• Task objective:
Examine each line of the data. Copy the line if it includes the word "qualifies".

• Records provided:
---------------
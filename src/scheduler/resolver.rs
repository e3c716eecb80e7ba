//! Conflict resolution by relocation.
//!
//! Takes the allocated entries plus the conflicts detected among them
//! and tries to move the chronologically later entry of each conflict
//! to a slot that is still free. Identities are preserved: a move
//! changes day and time only, never the faculty, room, or cohort bound
//! at placement. Conflicts with no viable target are surfaced as
//! [`Unresolved`] with remediation advice; nothing is relaxed or
//! retried automatically.
//!
//! # Algorithm
//!
//! Iterative repair. Each round rebuilds the consumed-slot ledger from
//! the *current* entries minus the one being moved, picks the first
//! conflict not already given up, and scans the entry's cohort grid
//! for a run that is free on all three ledger axes and interval-free
//! against every entry sharing the cohort, faculty, or room. After a
//! successful move the outstanding conflicts are re-detected from
//! scratch under the resolver's match policy, so a fix can neither
//! miss a conflict it solved as a side effect nor silently reintroduce
//! one resolved earlier. Every accepted move strictly reduces the
//! outstanding count, so the loop terminates.

use std::collections::HashMap;
use std::sync::Arc;

use serde::{Deserialize, Serialize};

use crate::detection::{self, MatchPolicy, SharedResources};
use crate::grid::TimeGrid;
use crate::models::{hhmm, ConflictRecord, ScheduleEntry, Weekday};

use super::allocator::SlotLedger;

/// One successful move made by the resolver.
#[derive(Debug, Clone, PartialEq, Eq, Serialize, Deserialize)]
pub struct Relocation {
    /// Course whose entry moved.
    pub course_id: String,
    /// Cohort owning the entry.
    pub cohort_id: String,
    /// Day the entry sat on before the move.
    pub from_day: Weekday,
    /// Start before the move (minutes from midnight).
    pub from_start_min: i32,
    /// Day after the move.
    pub to_day: Weekday,
    /// Start after the move (minutes from midnight).
    pub to_start_min: i32,
}

impl Relocation {
    /// Human-readable description for operator display.
    pub fn message(&self) -> String {
        format!(
            "Moved '{}' (cohort '{}') from {} {} to {} {}",
            self.course_id,
            self.cohort_id,
            self.from_day,
            hhmm(self.from_start_min),
            self.to_day,
            hhmm(self.to_start_min),
        )
    }
}

/// A conflict that survived resolution.
///
/// Diagnostic output only: the conflicting entries stay where they
/// are, and the remediation text tells an operator what to change
/// before rerunning.
#[derive(Debug, Clone, PartialEq, Eq, Serialize, Deserialize)]
pub struct Unresolved {
    /// The conflict as last detected.
    pub conflict: ConflictRecord,
    /// Operator guidance for eliminating it by hand.
    pub remediation: String,
}

impl Unresolved {
    /// Wraps a surviving conflict with its per-kind remediation text.
    pub fn new(conflict: ConflictRecord) -> Self {
        let remediation = conflict.remediation().to_string();
        Self {
            conflict,
            remediation,
        }
    }

    /// Human-readable description for operator display.
    pub fn message(&self) -> String {
        format!("{} ({})", self.conflict.message(), self.remediation)
    }
}

/// Output of one resolution pass.
#[derive(Debug, Clone, Default)]
pub struct ResolutionResult {
    /// Entries after relocation, in their original order.
    pub entries: Vec<ScheduleEntry>,
    /// Moves made, in the order they happened.
    pub relocations: Vec<Relocation>,
    /// Conflicts no move could eliminate.
    pub unresolved: Vec<Unresolved>,
}

/// Relocates conflicting entries to still-free slots.
///
/// Outstanding conflicts are re-derived under the resolver's match
/// policy after every move, so the policy must be the one that
/// produced the seed worklist. The default re-detects shared faculty
/// and rooms; a resolver fed clash records takes [`SamePerson`]
/// through [`with_policy`](Self::with_policy).
///
/// [`SamePerson`]: crate::detection::SamePerson
#[derive(Debug, Clone)]
pub struct ConflictResolver {
    policy: Arc<dyn MatchPolicy>,
}

impl ConflictResolver {
    /// Creates a resolver matching on shared faculty and rooms.
    pub fn new() -> Self {
        Self {
            policy: Arc::new(SharedResources),
        }
    }

    /// Sets the policy used to re-detect outstanding conflicts after
    /// each move.
    pub fn with_policy<P: MatchPolicy + 'static>(mut self, policy: P) -> Self {
        self.policy = Arc::new(policy);
        self
    }

    /// Repairs the entry set, one conflict at a time in detection
    /// order.
    ///
    /// `conflicts` seeds the worklist; after every successful move the
    /// outstanding set is re-detected from the updated entries under
    /// the resolver's policy with `detected_at_ms`. Conflicts whose
    /// later entry has no viable target are reported as [`Unresolved`]
    /// and their entries left untouched.
    pub fn resolve(
        &self,
        entries: Vec<ScheduleEntry>,
        conflicts: &[ConflictRecord],
        grids: &HashMap<String, TimeGrid>,
        detected_at_ms: i64,
    ) -> ResolutionResult {
        let mut result = ResolutionResult {
            entries,
            ..Default::default()
        };
        let mut outstanding = conflicts.to_vec();
        let mut given_up: Vec<ConflictRecord> = Vec::new();

        loop {
            let next = outstanding
                .iter()
                .find(|c| !given_up.iter().any(|g| same_conflict(g, c)))
                .cloned();
            let Some(conflict) = next else {
                break;
            };

            match relocate(&mut result.entries, &conflict, grids) {
                Some(relocation) => {
                    result.relocations.push(relocation);
                    // One move can fix several conflicts at once, so
                    // the outstanding set is re-derived rather than
                    // just dropping the one processed.
                    outstanding = detection::detect_with_policy(
                        &result.entries,
                        self.policy.as_ref(),
                        detected_at_ms,
                    );
                }
                None => given_up.push(conflict),
            }
        }

        result.unresolved = outstanding.into_iter().map(Unresolved::new).collect();
        result
    }
}

impl Default for ConflictResolver {
    fn default() -> Self {
        Self::new()
    }
}

/// Whether two records describe the same entry pair colliding the same
/// way, regardless of when they were detected.
fn same_conflict(a: &ConflictRecord, b: &ConflictRecord) -> bool {
    a.kind == b.kind && a.first == b.first && a.second == b.second
}

/// Whether placing `candidate` could collide with `other`: they belong
/// to the same cohort or share an assigned faculty or room.
fn shares_identity(candidate: &ScheduleEntry, other: &ScheduleEntry) -> bool {
    candidate.cohort_id == other.cohort_id
        || (!candidate.faculty_id.is_empty() && candidate.faculty_id == other.faculty_id)
        || (!candidate.room_id.is_empty() && candidate.room_id == other.room_id)
}

/// Moves the conflict's later entry to the first viable run on its
/// cohort grid, or returns `None` when no run qualifies.
///
/// A run qualifies when every covered slot is free on all three ledger
/// axes and the resulting interval overlaps no other entry sharing the
/// cohort, faculty, or room. The ledger is rebuilt on every call from
/// every entry except the mover, so earlier moves stay visible while
/// the mover's own footprint never blocks its candidate runs.
fn relocate(
    entries: &mut [ScheduleEntry],
    conflict: &ConflictRecord,
    grids: &HashMap<String, TimeGrid>,
) -> Option<Relocation> {
    let idx = entries.iter().position(|e| *e == conflict.second)?;
    let entry = entries[idx].clone();
    let grid = grids.get(&entry.cohort_id)?;
    // Rebuilt without the mover so its own slots count as free.
    let others: Vec<ScheduleEntry> = entries
        .iter()
        .enumerate()
        .filter(|&(i, _)| i != idx)
        .map(|(_, e)| e.clone())
        .collect();
    let ledger = SlotLedger::rebuild(&others, grids);

    let slot = grid.slot_duration_min.max(1);
    let duration_slots = (entry.duration_min() + slot - 1) / slot;

    for run in grid.contiguous_runs(duration_slots) {
        let ledger_free = run.starts.iter().all(|&s| {
            ledger.is_free(&entry.cohort_id, &entry.faculty_id, &entry.room_id, run.day, s)
        });
        if !ledger_free {
            continue;
        }

        let mut candidate = entry.clone();
        candidate.day = run.day;
        candidate.start_min = run.start_min;
        candidate.end_min = run.start_min + entry.duration_min();

        // The ledger only sees this grid's lattice; entries placed on
        // another cohort's lattice can still overlap in time, so every
        // shared-identity entry gets an interval check as well.
        let collides = entries.iter().enumerate().any(|(i, other)| {
            i != idx && shares_identity(&candidate, other) && candidate.overlaps(other)
        });
        if collides {
            continue;
        }

        entries[idx] = candidate;
        return Some(Relocation {
            course_id: entry.course_id.clone(),
            cohort_id: entry.cohort_id.clone(),
            from_day: entry.day,
            from_start_min: entry.start_min,
            to_day: run.day,
            to_start_min: run.start_min,
        });
    }
    None
}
---------------
• Answer for this exercise:
/// cohort grid, or returns `None` when no run qualifies.
/// A run qualifies when every covered slot is free on all three ledger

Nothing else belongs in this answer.